The Anatomy of a Celebrity Flameout
It was March 2012 when Lisa Jackson originally filed her lawsuit against Paula Deen‘s companies, naming Deen herself as a defendant and Deen’s brother Earl W. “Bubba” Hiers, and claiming Deen’s company created a hostile work environment saturated with sexual harassment and racism. It aimed mostly at Hiers, whose alleged work antics — showing pornography and spitting on Jackson, to name a couple — make Deen herself look downright grounded.
But the suit had plenty to say about Deen, too. It was here where Deen was originally accused of throwing around racial epithets and entertaining bizarre antebellum wedding fantasies, wherein black servers might “tap dance around.”
It was a damning allegation, but it took a full year before Deen — great American culture casserole that she was — flopped completely. Somehow, the lawsuit flew largely under the radar: A few major newspapers picked it up that spring, but after Deen avoided public comment through spokes-folks and attorneys, the news fizzled. Deen went back to the deep-fryers, and stayed quiet on the whole subject.
Until she didn’t. Until May 17, that fateful deposition day when she coughed up precisely the ludicrous celebrity soundbite the world needed to hear to bring the Deen empire down to just a few chicken strips. Once a trial brought Deen’s bigotry into the unforgiving public spotlight, the fallout was fast. Her agent, TV network and publisher slashed ties, and the public certainly made up its mind: She was as toxic as the trans fats she peddled.
Deen’s downfall hasn’t been unlike other celebrity downfalls we’ve witnessed recently. People we basically knew didn’t deserve our admiration, but tolerated because they hadn’t quite tipped the scales of douchery, yet. I keep thinking of Lance Armstrong, who was under federal investigation for doping for two years before his lies came into high-definition. And Michael Vick, who always seemed to be in trouble for one thing or another, but whose true character wasn’t completely condemned in the public eye until he pled guilty to dogfighting and, within moments, was stripped of his NFL jersey. Or even Chris Brown, who no one thought was a charmer, even before he admitted to beating the daylights out of his girlfriend.
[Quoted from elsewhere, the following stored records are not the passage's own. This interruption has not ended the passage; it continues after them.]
//! YouTube channel transcript scraper
//!
//! Video lists and metadata come from the Data API v3. Transcripts are read
//! the way a browser gets them: the watch page embeds the available caption
//! tracks, and each track's `baseUrl` serves timedtext XML.

use std::collections::BTreeMap;
use std::path::Path;
use std::sync::atomic::{AtomicU64, Ordering};
use std::sync::Arc;

use chrono::{DateTime, Datelike, NaiveDate, Utc};
use lazy_static::lazy_static;
use regex::Regex;
use serde::Deserialize;
use serde_json::{json, Value};
use tokio::sync::Semaphore;
use tokio::task::JoinSet;
use tracing::{debug, info, warn};

use crate::error::{IngestError, Result};
use crate::http::HttpClient;
use crate::scrape::{sanitize_fragment, ScrapeStats};

/// Data API v3 root
const API_BASE: &str = "https://www.googleapis.com/youtube/v3";

/// Watch page root, where caption tracks are discovered
const WATCH_BASE: &str = "https://www.youtube.com/watch";

/// Video ids per videos.list call
const METADATA_CHUNK: usize = 50;

/// Concurrent per-video workers
const MAX_WORKERS: usize = 8;

/// Caption languages in preference order
const TRANSCRIPT_LANGUAGES: &[&str] = &["it", "en"];

lazy_static! {
    static ref CAPTION_TRACKS: Regex =
        Regex::new(r#""captionTracks":(\[.*?\])"#).expect("static regex");
    static ref CUE: Regex = Regex::new(r"(?s)<text[^>]*>(.*?)</text>").expect("static regex");
}

#[derive(Debug, Deserialize)]
struct ApiPage {
    #[serde(default)]
    items: Vec<Value>,
    #[serde(rename = "nextPageToken")]
    next_page_token: Option<String>,
}

#[derive(Debug, Clone, Deserialize)]
struct CaptionTrack {
    #[serde(rename = "baseUrl")]
    base_url: String,
    #[serde(rename = "languageCode", default)]
    language_code: String,
    #[serde(default)]
    kind: Option<String>,
}

/// Extracted transcript for one video
#[derive(Debug, Clone)]
struct Transcript {
    language: String,
    auto_generated: bool,
    content: String,
    cue_count: usize,
}

/// Scraper for a set of YouTube channels
pub struct YoutubeScraper {
    http: HttpClient,
    api_key: String,
    api_base: String,
    watch_base: String,
    workers: usize,
    /// Data API units spent so far, recorded into each video's metadata
    quota_used: Arc<AtomicU64>,
}

impl YoutubeScraper {
    /// Create a scraper against the production endpoints
    pub fn new(http: HttpClient, api_key: String) -> Self {
        Self::with_endpoints(http, api_key, API_BASE, WATCH_BASE)
    }

    /// Create a scraper against explicit endpoints (tests)
    pub fn with_endpoints(
        http: HttpClient,
        api_key: String,
        api_base: &str,
        watch_base: &str,
    ) -> Self {
        Self {
            http,
            api_key,
            api_base: api_base.trim_end_matches('/').to_string(),
            watch_base: watch_base.trim_end_matches('/').to_string(),
            workers: MAX_WORKERS,
            quota_used: Arc::new(AtomicU64::new(0)),
        }
    }

    /// Harvest transcripts for every channel in `channels` (id to slug)
    pub async fn run(
        &self,
        channels: &BTreeMap<String, String>,
        from: Option<NaiveDate>,
        to: Option<NaiveDate>,
        out_dir: &Path,
    ) -> Result<ScrapeStats> {
        let mut stats = ScrapeStats::default();
        for (channel_id, slug) in channels {
            info!(channel = %slug, "processing channel");
            stats.merge(
                self.download_channel(channel_id, slug, from, to, out_dir)
                    .await?,
            );
        }
        info!(
            downloaded = stats.downloaded,
            skipped = stats.skipped,
            errors = stats.errors,
            api_quota_used = self.quota_used.load(Ordering::Relaxed),
            "YouTube harvest complete"
        );
        Ok(stats)
    }

    async fn download_channel(
        &self,
        channel_id: &str,
        slug: &str,
        from: Option<NaiveDate>,
        to: Option<NaiveDate>,
        out_dir: &Path,
    ) -> Result<ScrapeStats> {
        let Some(uploads_playlist) = self.uploads_playlist(channel_id).await? else {
            warn!(channel = %slug, "channel not found");
            return Ok(ScrapeStats::default());
        };

        let video_ids = self
            .list_video_ids(&uploads_playlist, from, to)
            .await?;
        if video_ids.is_empty() {
            info!(channel = %slug, "no videos in the requested range");
            return Ok(ScrapeStats::default());
        }
        info!(channel = %slug, count = video_ids.len(), "videos to process");

        let videos = self.video_metadata(&video_ids).await?;

        let semaphore = Arc::new(Semaphore::new(self.workers));
        let mut tasks = JoinSet::new();
        for video in videos {
            let permit_source = Arc::clone(&semaphore);
            let http = self.http.clone();
            let watch_base = self.watch_base.clone();
            let slug = slug.to_string();
            let out_dir = out_dir.to_path_buf();
            let quota = Arc::clone(&self.quota_used);
            tasks.spawn(async move {
                let _permit = permit_source.acquire().await;
                process_video(&http, &watch_base, &video, &slug, &out_dir, &quota).await
            });
        }

        let mut stats = ScrapeStats::default();
        while let Some(joined) = tasks.join_next().await {
            match joined {
                Ok(Ok(true)) => stats.downloaded += 1,
                Ok(Ok(false)) => stats.skipped += 1,
                Ok(Err(e)) => {
                    warn!(error = %e, "video processing failed");
                    stats.errors += 1;
                }
                Err(e) => {
                    warn!(error = %e, "video task panicked");
                    stats.errors += 1;
                }
            }
        }

        info!(
            channel = %slug,
            downloaded = stats.downloaded,
            errors = stats.errors,
            "channel complete"
        );
        Ok(stats)
    }

    /// Look up the channel's uploads playlist id
    async fn uploads_playlist(&self, channel_id: &str) -> Result<Option<String>> {
        let url = format!(
            "{}/channels?part=snippet,statistics,contentDetails&id={}&key={}",
            self.api_base, channel_id, self.api_key
        );
        let page = self.api_get(&url).await?;
        let playlist = page.items.first().and_then(|channel| {
            channel
                .pointer("/contentDetails/relatedPlaylists/uploads")
                .and_then(Value::as_str)
                .map(str::to_string)
        });
        Ok(playlist)
    }

    /// Walk the uploads playlist, filtering by publish date
    async fn list_video_ids(
        &self,
        playlist_id: &str,
        from: Option<NaiveDate>,
        to: Option<NaiveDate>,
    ) -> Result<Vec<String>> {
        let mut video_ids = Vec::new();
        let mut page_token: Option<String> = None;

        loop {
            let mut url = format!(
                "{}/playlistItems?part=snippet&playlistId={}&maxResults=50&key={}",
                self.api_base, playlist_id, self.api_key
            );
            if let Some(token) = &page_token {
                url.push_str("&pageToken=");
                url.push_str(token);
            }

            let page = self.api_get(&url).await?;
            for item in &page.items {
                let Some(video_id) = item
                    .pointer("/snippet/resourceId/videoId")
                    .and_then(Value::as_str)
                else {
                    continue;
                };

                if from.is_some() || to.is_some() {
                    let published = item
                        .pointer("/snippet/publishedAt")
                        .and_then(Value::as_str)
                        .and_then(parse_published);
                    if let Some(published) = published {
                        if from.map_or(false, |f| published < f)
                            || to.map_or(false, |t| published > t)
                        {
                            continue;
                        }
                    }
                }
                video_ids.push(video_id.to_string());
            }

            page_token = page.next_page_token;
            if page_token.is_none() {
                break;
            }
            debug!(count = video_ids.len(), "playlist page fetched");
            self.http.polite_delay().await;
        }

        Ok(video_ids)
    }

    /// Fetch full metadata for the videos, in API-sized chunks
    async fn video_metadata(&self, video_ids: &[String]) -> Result<Vec<Value>> {
        let mut all = Vec::with_capacity(video_ids.len());
        for chunk in video_ids.chunks(METADATA_CHUNK) {
            let url = format!(
                "{}/videos?part=snippet,statistics,contentDetails,liveStreamingDetails&id={}&key={}",
                self.api_base,
                chunk.join(","),
                self.api_key
            );
            let page = self.api_get(&url).await?;
            all.extend(page.items);
            self.http.polite_delay().await;
        }
        Ok(all)
    }

    /// GET a Data API URL; quota exhaustion aborts the whole run
    async fn api_get(&self, url: &str) -> Result<ApiPage> {
        let resp = self.http.inner().get(url).send().await?;
        let status = resp.status();
        if !status.is_success() {
            let body = resp.text().await.unwrap_or_default();
            if status.as_u16() == 403 && body.to_lowercase().contains("quota") {
                return Err(IngestError::QuotaExhausted(format!(
                    "YouTube Data API quota exhausted after {} calls",
                    self.quota_used.load(Ordering::Relaxed)
                )));
            }
            return Err(IngestError::GoogleApi(format!(
                "YouTube API error ({status}): {body}"
            )));
        }
        self.quota_used.fetch_add(1, Ordering::Relaxed);
        Ok(resp.json().await?)
    }
}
In the steps celebrities take from fame, to shame, to recovery (because they always seem to recover, as Deen, I theorize, will too), the unfiltered confessional is the crucial second step. There’s a suspicion or an investigation, a “gotcha” moment that boils public outrage, and then, of course, an excruciating apology. In an era where our public figures’ lives are more transparent than ever, the celebrity apology has become a reflex. A ceremonial gesture that we culturally mandate but are never moved by. We insist they come forward with a “statement,” something to say for themselves, and then collectively fester in our disappointment or indifference when they do.
Armstrong’s Oprah interview was met with indignation; many thought it was more self-pity than apology. When Vick re-joined the NFL as a member of the Eagles a couple years ago, Philly Mag ran a piece about how his public remorse lacked enough authenticity for the public. A two-minute YouTube apology from Chris Brown would hardly cut it. Deen’s YouTube grovel was not graceful (nor sincere), but the point is that once a grave is dug, last-minute apologies don’t matter, anyway. All these public icons had left to do — and what Deen must do, now — is burrow underground for a while.
For some, this meant simply being knocked off their pedestals with lost sponsorships. For some, it meant good old-fashioned resignation (See: Spitzer, Eliot). For others, hard time. And when just enough time passed for them to tie their way back into the spotlight, even though no one had forgotten their crimes, they did so. And they weren’t run out of town. One blue-sky day, there was Martha Stewart in a K-Mart commercial. After a few days of griping and a couple of seasons, sports analysts were talking about the likelihood of Vick starting as quarterback with straight faces. Brown is still releasing pop hits like line drives. Armstrong himself is already tip-toeing his way back onto the cycling course.
Down the line, doesn’t it seem likely that Deen will land a couple of small public appearances? Maybe even forge a new book deal? Pretty soon, we may be downloading her elaborate pastry recipes and simply shaking our heads at the memory of that time she said that idiotic racist thing. Eclair, anyone?
Of course, willing consumption doesn’t equal forgiveness. Armstrong’s breach of public trust will never be forgotten, even if he does impress us with more cycling performances or charitable endeavors; there are some people who won’t even turn on an Eagles game because of Vick’s presence. Chris Brown will always be a malignancy on the roster of pop icons. But still, we’re surprisingly good at compartmentalizing our consumption apart from our character judgment. Remember that time Martha Stewart went to prison? Yeah, me neither.
Paula Deen may never overcome her newfound reputation as a Southern gentile bigot. We may never find that in our hearts. But as for her chicken pot pie? Well, there might be room for that.